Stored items
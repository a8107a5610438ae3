mod admin;
pub mod bootstrap;
pub mod runtime;
mod state;

pub use state::GatewayState;

use crate::proxy;
use anyhow::Result;
use hyper::body::Incoming;
use hyper::service::service_fn;
use hyper::Request;
use hyper_util::rt::{TokioExecutor, TokioIo};
use hyper_util::server::conn::auto;
use std::net::SocketAddr;
use std::sync::atomic::{AtomicI64, Ordering};
use std::sync::Arc;
use tokio::net::TcpListener;
use tokio::sync::Notify;
use tracing::{error, info};

/// Run the main proxy server with graceful shutdown support.
///
/// When `shutdown` is notified the server stops accepting new connections and
/// waits up to the configured drain timeout for in-flight requests to
/// complete before forcibly dropping them.
pub async fn run_proxy_server(
    listen: &str,
    state: GatewayState,
    shutdown: Arc<Notify>,
) -> Result<()> {
    let drain_timeout = std::time::Duration::from_millis(state.config.load().shutdown_drain_ms);

    let addr: SocketAddr = listen.parse()?;
    let listener = TcpListener::bind(addr).await?;
    info!("server: proxy listening, addr={}", addr);

    // Track in-flight connections so we can drain them on shutdown.
    let in_flight = Arc::new(tokio::sync::Semaphore::new(0));
    // Atomic counter for reading active connection count (metrics crate gauges are write-only).
    let active_conns = Arc::new(AtomicI64::new(0));

    loop {
        let accepted = tokio::select! {
            result = listener.accept() => result,
            _ = shutdown.notified() => {
                info!("server: proxy: stop accepting new connections, draining...");
                break;
            }
        };

        let (stream, peer_addr) = match accepted {
            Ok(v) => {
                metrics::counter!(
                    "gateway_connections_total",
                    "status" => "accepted",
                )
                .increment(1);
                v
            }
            Err(e) => {
                error!("server: proxy: accept failed, error={}", e);
                metrics::counter!(
                    "gateway_connections_total",
                    "status" => "error",
                )
                .increment(1);
                continue;
            }
        };

        metrics::gauge!("gateway_connections_active").increment(1.0);
        active_conns.fetch_add(1, Ordering::Relaxed);

        let state = state.clone();
        // Add a permit for this connection — `close()` will wait on these.
        in_flight.add_permits(1);
        let in_flight = in_flight.clone();
        let active_conns = active_conns.clone();

        tokio::spawn(async move {
            let io = TokioIo::new(stream);
            let state_inner = state.clone();
            let svc = service_fn(move |req: Request<Incoming>| {
                let state = state_inner.clone();
                async move { proxy::handle_request(req, state, peer_addr).await }
            });

            if let Err(e) = auto::Builder::new(TokioExecutor::new())
                .http1()
                .keep_alive(true)
                .http2()
                .keep_alive_interval(Some(std::time::Duration::from_secs(20)))
                .serve_connection_with_upgrades(io, svc)
                .await
            {
                if !e.to_string().contains("connection closed") {
                    error!(
                        "server: proxy: connection error, peer={}, error={}",
                        peer_addr, e
                    );
                }
            }

            metrics::gauge!("gateway_connections_active").decrement(1.0);
            active_conns.fetch_sub(1, Ordering::Relaxed);
            // Consume one permit — signal that this connection is done.
            let _ = in_flight.acquire().await;
        });
    }

    // Drain phase: wait for all in-flight connections to finish (or timeout).
    let active = active_conns.load(Ordering::Relaxed);
    if active > 0 {
        info!(
            "server: proxy: waiting for {} active connections to drain",
            active
        );
        let drain = async {
            loop {
                if active_conns.load(Ordering::Relaxed) == 0 {
                    break;
                }
                tokio::time::sleep(std::time::Duration::from_millis(100)).await;
            }
        };
        match tokio::time::timeout(drain_timeout, drain).await {
            Ok(_) => info!("server: proxy: all connections drained"),
            Err(_) => {
                let remaining = active_conns.load(Ordering::Relaxed);
                info!(
                    "server: proxy: drain timeout ({}s), {} connections still active",
                    drain_timeout.as_secs(),
                    remaining
                );
            }
        }
    }

    Ok(())
}

/// Run a simple admin server for health/readiness checks, metrics and the
/// `/api/*` management surface.
pub async fn run_admin_server(listen: &str, state: GatewayState) -> Result<()> {
    let addr: SocketAddr = listen.parse()?;
    let listener = TcpListener::bind(addr).await?;
    info!("server: admin listening, addr={}", addr);

    loop {
        let (stream, _) = listener.accept().await?;
        let state = state.clone();

        tokio::spawn(async move {
            let io = TokioIo::new(stream);
            let svc = service_fn(move |req: Request<Incoming>| {
                let state = state.clone();
                async move { admin::handle_admin(req, state).await }
            });

            if let Err(e) = auto::Builder::new(TokioExecutor::new())
                .http1()
                .keep_alive(true)
                .serve_connection_with_upgrades(io, svc)
                .await
            {
                if !e.to_string().contains("connection closed") {
                    error!("server: admin: connection error, error={}", e);
                }
            }
        });
    }
}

YOUR ASSIGNMENT
Only a number is expected: the count of lines in the entries that include the string "Notify".

SOLUTION TO THE EXERCISE
2